**WHAT YOU ARE ASKED TO DO**
Across the entries below, determine how many lines include the word "SystemTime". State only the resulting number.

INPUT DATA: Begin

#[cfg(test)]
mod tests {
    use super::*;
    use serde_json::json;

    /// Index page whose table sits at the position the site renders it.
    fn city_page(rows: &[(&str, &str)]) -> String {
        let body_rows: String = rows
            .iter()
            .map(|(name, href)| {
                format!("<tr><td><a href=\"{}\">{}</a></td><td>12</td></tr>", href, name)
            })
            .collect();
        format!(
            "<html><body>{}<div><div><div></div><div><div><div><table><tbody>{}</tbody></table></div></div></div></div></div></body></html>",
            "<div></div>".repeat(9),
            body_rows
        )
    }

    fn university_page(links: &[(&str, &str, Option<&str>)]) -> String {
        let items: String = links
            .iter()
            .map(|(text, href, title)| match title {
                Some(title) => format!(
                    "<li><a href=\"{}\" title=\"{}\">{}</a></li>",
                    href, title, text
                ),
                None => format!("<li><a href=\"{}\">{}</a></li>", href, text),
            })
            .collect();
        format!(
            "<html><body><ul class=\"section-search-result-list\">{}</ul></body></html>",
            items
        )
    }

    fn offer_page(rows: &[(&str, &str, &str)]) -> String {
        let divs: String = rows
            .iter()
            .map(|(level, speciality, href)| {
                format!(
                    concat!(
                        "<div class=\"row no-gutters table-of-specs-item-row qual2 base620 hidden\">",
                        "<div><div class=\"table-of-specs-item\"><b>{}</b>",
                        "<span><a href=\"#\">{}</a></span></div></div>",
                        "<div class=\"col-xl-2 col-lg-2 col-md-12\"><div><a href=\"{}\">Подати</a></div></div>",
                        "</div>"
                    ),
                    level, speciality, href
                )
            })
            .collect();
        format!("<html><body>{}</body></html>", divs)
    }

    #[test]
    fn test_parse_city_rows_in_document_order() {
        let html = city_page(&[
            ("Київ", "/region/kyiv"),
            ("Львів", "/region/lviv"),
            ("Одеса", "/region/odesa"),
            ("Харків", "/region/kharkiv"),
            ("Дніпро", "/region/dnipro"),
        ]);
        let rows = parse_city_rows(&html).unwrap();

        assert_eq!(rows.len(), 5);
        assert_eq!(rows[0], ("Київ".to_string(), "/region/kyiv".to_string()));
        assert_eq!(rows[4], ("Дніпро".to_string(), "/region/dnipro".to_string()));
    }

    #[test]
    fn test_parse_city_rows_empty_page() {
        let rows = parse_city_rows("<html><body></body></html>").unwrap();
        assert!(rows.is_empty());
    }

    #[test]
    fn test_parse_university_links_title_wins() {
        let html = university_page(&[
            ("КПІ", "/u/1", Some("НТУУ КПІ ім. Ігоря Сікорського")),
            ("КНУ", "/u/2", None),
        ]);
        let links = parse_university_links(&html).unwrap();

        assert_eq!(links.len(), 2);
        assert_eq!(links[0].0, "НТУУ КПІ ім. Ігоря Сікорського");
        assert_eq!(links[0].1, "/u/1");
        assert_eq!(links[1].0, "КНУ");
    }

    #[test]
    fn test_parse_offer_rows_keeps_masters_only() {
        let html = offer_page(&[
            ("Магістр", "Комп'ютерні науки", "y24/x/UNI1/SPEC7"),
            ("Бакалавр", "Право", "y24/x/UNI1/SPEC8"),
            ("Магістр", "Філологія", "y24/x/UNI1/SPEC9"),
        ]);
        let rows = parse_offer_rows(&html).unwrap();

        assert_eq!(rows.len(), 2);
        assert_eq!(rows[0].speciality, "Комп'ютерні науки");
        assert_eq!(rows[0].href, "y24/x/UNI1/SPEC7");
        assert_eq!(rows[1].speciality, "Філологія");
    }

    #[test]
    fn test_split_offer_request_valid() {
        let request = split_offer_request("y24/x/UNI1/SPEC7").unwrap();
        assert_eq!(request.year, "24");
        assert_eq!(request.university_token, "UNI1");
        assert_eq!(request.speciality_token, "SPEC7");
    }

    #[test]
    fn test_split_offer_request_ignores_empty_segments() {
        let request = split_offer_request("/y2024//x/UNI1/SPEC7").unwrap();
        assert_eq!(request.year, "2024");
        assert_eq!(request.university_token, "UNI1");
    }

    #[test]
    fn test_split_offer_request_malformed() {
        assert!(split_offer_request("").is_none());
        assert!(split_offer_request("bad").is_none());
        assert!(split_offer_request("y24/x/UNI1").is_none());
        assert!(split_offer_request("///").is_none());
    }

    #[test]
    fn test_decode_applicant_row() {
        let row = vec![
            json!(1),
            json!("Зараховано"),
            json!(2),
            json!("+"),
            json!("Іваненко Іван Іванович"),
            json!(187.5),
        ];
        let applicant = decode_applicant_row(&row).unwrap();
        assert_eq!(applicant.name, "Іваненко Іван Іванович");
        assert_eq!(applicant.grade, 187.5);
        assert_eq!(applicant.state.as_deref(), Some("Зараховано"));
        assert_eq!(applicant.priority, Some(2));
    }

    #[test]
    fn test_decode_applicant_row_defaults() {
        let row = vec![json!(1), json!(null), json!(null), json!(null), json!(" Петренко П. ")];
        let applicant = decode_applicant_row(&row).unwrap();
        assert_eq!(applicant.name, "Петренко П.");
        assert_eq!(applicant.grade, 0.0);
        assert!(applicant.state.is_none());
        assert!(applicant.priority.is_none());
    }

    #[test]
    fn test_decode_applicant_row_unusable_name() {
        assert!(decode_applicant_row(&[]).is_none());
        let short = vec![json!(1), json!(2)];
        assert!(decode_applicant_row(&short).is_none());
        let numeric_name = vec![json!(1), json!(2), json!(3), json!(4), json!(5)];
        assert!(decode_applicant_row(&numeric_name).is_none());
        let blank = vec![json!(1), json!(2), json!(3), json!(4), json!("   ")];
        assert!(decode_applicant_row(&blank).is_none());
    }

    #[test]
    fn test_api_follow_up_aliases() {
        let lower: ApiFollowUp = serde_json::from_str(r#"{"url":"https://a"}"#).unwrap();
        assert_eq!(lower.url.as_deref(), Some("https://a"));
        let upper: ApiFollowUp = serde_json::from_str(r#"{"Url":"https://b"}"#).unwrap();
        assert_eq!(upper.url.as_deref(), Some("https://b"));
        let missing: ApiFollowUp = serde_json::from_str("{}").unwrap();
        assert!(missing.url.is_none());
    }

    #[test]
    fn test_admissions_payload_tolerates_extra_fields() {
        let payload: AdmissionsPayload =
            serde_json::from_str(r#"{"Requests":[[1,2]],"total":99,"extra":"x"}"#).unwrap();
        assert_eq!(payload.requests.len(), 1);
    }
}
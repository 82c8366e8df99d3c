//! Progress and request-log events emitted by the crawl.
//!
//! The core never buffers or batches: every unit of work produces a
//! synchronous callback into the injected [`CrawlObserver`]. Consumers
//! (UI, logger) decide what to do with the stream.

use std::fmt;
use std::time::{Duration, SystemTime};

use tracing::{debug, trace, warn};

/// Kind of HTTP exchange a log entry refers to.
#[derive(Debug, Clone, Copy, PartialEq, Eq, Hash)]
pub enum RequestKind {
    /// GET returning an HTML body.
    GetHtml,
    /// GET returning a JSON body.
    GetJson,
    /// POST with a form body.
    Post,
}

impl fmt::Display for RequestKind {
    fn fmt(&self, f: &mut fmt::Formatter<'_>) -> fmt::Result {
        let label = match self {
            RequestKind::GetHtml => "GET HTML",
            RequestKind::GetJson => "GET JSON",
            RequestKind::Post => "POST",
        };
        f.write_str(label)
    }
}

/// Outcome of one request attempt.
#[derive(Debug, Clone, Copy, PartialEq, Eq, Hash)]
pub enum RequestStatus {
    /// Attempt is about to run.
    Pending,
    /// Waiting out a backoff delay before the next attempt.
    Delaying,
    /// Attempt succeeded.
    Success,
    /// Attempt failed with a classified network error.
    Failed,
    /// Attempt hit the client timeout.
    Timeout,
    /// The caller cancelled the operation.
    Cancelled,
    /// Attempt failed for an unexpected reason.
    Error,
}

impl fmt::Display for RequestStatus {
    fn fmt(&self, f: &mut fmt::Formatter<'_>) -> fmt::Result {
        let label = match self {
            RequestStatus::Pending => "Pending",
            RequestStatus::Delaying => "Delaying",
            RequestStatus::Success => "Success",
            RequestStatus::Failed => "Failed",
            RequestStatus::Timeout => "Timeout",
            RequestStatus::Cancelled => "Cancelled",
            RequestStatus::Error => "Error",
        };
        f.write_str(label)
    }
}

/// One log entry per request attempt.
#[derive(Debug, Clone)]
pub struct RequestLogEntry {
    /// Request URL.
    pub url: String,
    /// Request kind.
    pub kind: RequestKind,
    /// Attempt outcome.
    pub status: RequestStatus,
    /// Free-form detail (attempt number, classified kind, delay).
    pub detail: String,
    /// When the attempt started.
    pub timestamp: SystemTime,
    /// Elapsed time since the attempt started.
    pub duration: Duration,
}

/// Aggregate view of pipeline completion.
#[derive(Debug, Clone, Default, PartialEq)]
pub struct ProgressSnapshot {
    pub total_cities: usize,
    pub parsed_cities: usize,
    pub total_universities: usize,
    pub parsed_universities: usize,
    pub total_offers: usize,
    pub parsed_offers: usize,
    pub total_applications: usize,
    pub parsed_applications: usize,
    /// Overall completion in percent, 0 when nothing is known yet.
    pub overall_percentage: f64,
    /// Label of the first incomplete stage, or "Completed".
    pub current_stage: String,
}

/// Sink for progress and request-log events.
///
/// Both callbacks are invoked synchronously from the pipeline task.
pub trait CrawlObserver: Send + Sync {
    /// Called after every unit of work with the fresh aggregate state.
    fn on_progress(&self, _snapshot: &ProgressSnapshot) {}

    /// Called once per request attempt.
    fn on_request_log(&self, _entry: &RequestLogEntry) {}
}

/// Observer that drops every event.
pub struct NullObserver;

impl CrawlObserver for NullObserver {}

/// Observer that forwards events to `tracing`.
pub struct TracingObserver;

impl CrawlObserver for TracingObserver {
    fn on_progress(&self, snapshot: &ProgressSnapshot) {
        debug!(
            stage = %snapshot.current_stage,
            percentage = snapshot.overall_percentage,
            "crawl progress"
        );
    }

    fn on_request_log(&self, entry: &RequestLogEntry) {
        match entry.status {
            RequestStatus::Failed | RequestStatus::Timeout | RequestStatus::Error => {
                warn!(
                    url = %entry.url,
                    kind = %entry.kind,
                    status = %entry.status,
                    duration_ms = entry.duration.as_millis() as u64,
                    "{}",
                    entry.detail
                );
            }
            RequestStatus::Success => {
                debug!(
                    url = %entry.url,
                    kind = %entry.kind,
                    duration_ms = entry.duration.as_millis() as u64,
                    "{}",
                    entry.detail
                );
            }
            _ => {
                trace!(url = %entry.url, kind = %entry.kind, status = %entry.status, "{}", entry.detail);
            }
        }
    }
}

#[cfg(test)]
mod tests {
    use super::*;
    use std::sync::Mutex;

    #[test]
    fn test_request_kind_display() {
        assert_eq!(RequestKind::GetHtml.to_string(), "GET HTML");
        assert_eq!(RequestKind::GetJson.to_string(), "GET JSON");
        assert_eq!(RequestKind::Post.to_string(), "POST");
    }

    #[test]
    fn test_request_status_display() {
        assert_eq!(RequestStatus::Pending.to_string(), "Pending");
        assert_eq!(RequestStatus::Delaying.to_string(), "Delaying");
        assert_eq!(RequestStatus::Cancelled.to_string(), "Cancelled");
    }

    #[test]
    fn test_progress_snapshot_default() {
        let snapshot = ProgressSnapshot::default();
        assert_eq!(snapshot.overall_percentage, 0.0);
        assert_eq!(snapshot.current_stage, "");
    }

    #[test]
    fn test_observer_default_methods_are_noops() {
        struct Silent;
        impl CrawlObserver for Silent {}

        let observer = Silent;
        observer.on_progress(&ProgressSnapshot::default());
        observer.on_request_log(&RequestLogEntry {
            url: "https://example.com".to_string(),
            kind: RequestKind::Post,
            status: RequestStatus::Success,
            detail: String::new(),
            timestamp: SystemTime::now(),
            duration: Duration::from_millis(5),
        });
    }

    #[test]
    fn test_custom_observer_receives_events() {
        struct Recording {
            entries: Mutex<Vec<RequestStatus>>,
        }
        impl CrawlObserver for Recording {
            fn on_request_log(&self, entry: &RequestLogEntry) {
                self.entries.lock().unwrap().push(entry.status);
            }
        }

        let observer = Recording {
            entries: Mutex::new(Vec::new()),
        };
        observer.on_request_log(&RequestLogEntry {
            url: "u".to_string(),
            kind: RequestKind::GetHtml,
            status: RequestStatus::Failed,
            detail: "boom".to_string(),
            timestamp: SystemTime::now(),
            duration: Duration::ZERO,
        });
        assert_eq!(*observer.entries.lock().unwrap(), vec![RequestStatus::Failed]);
    }
}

INPUT DATA: End

**ANSWER TO THIS PROBLEM**
4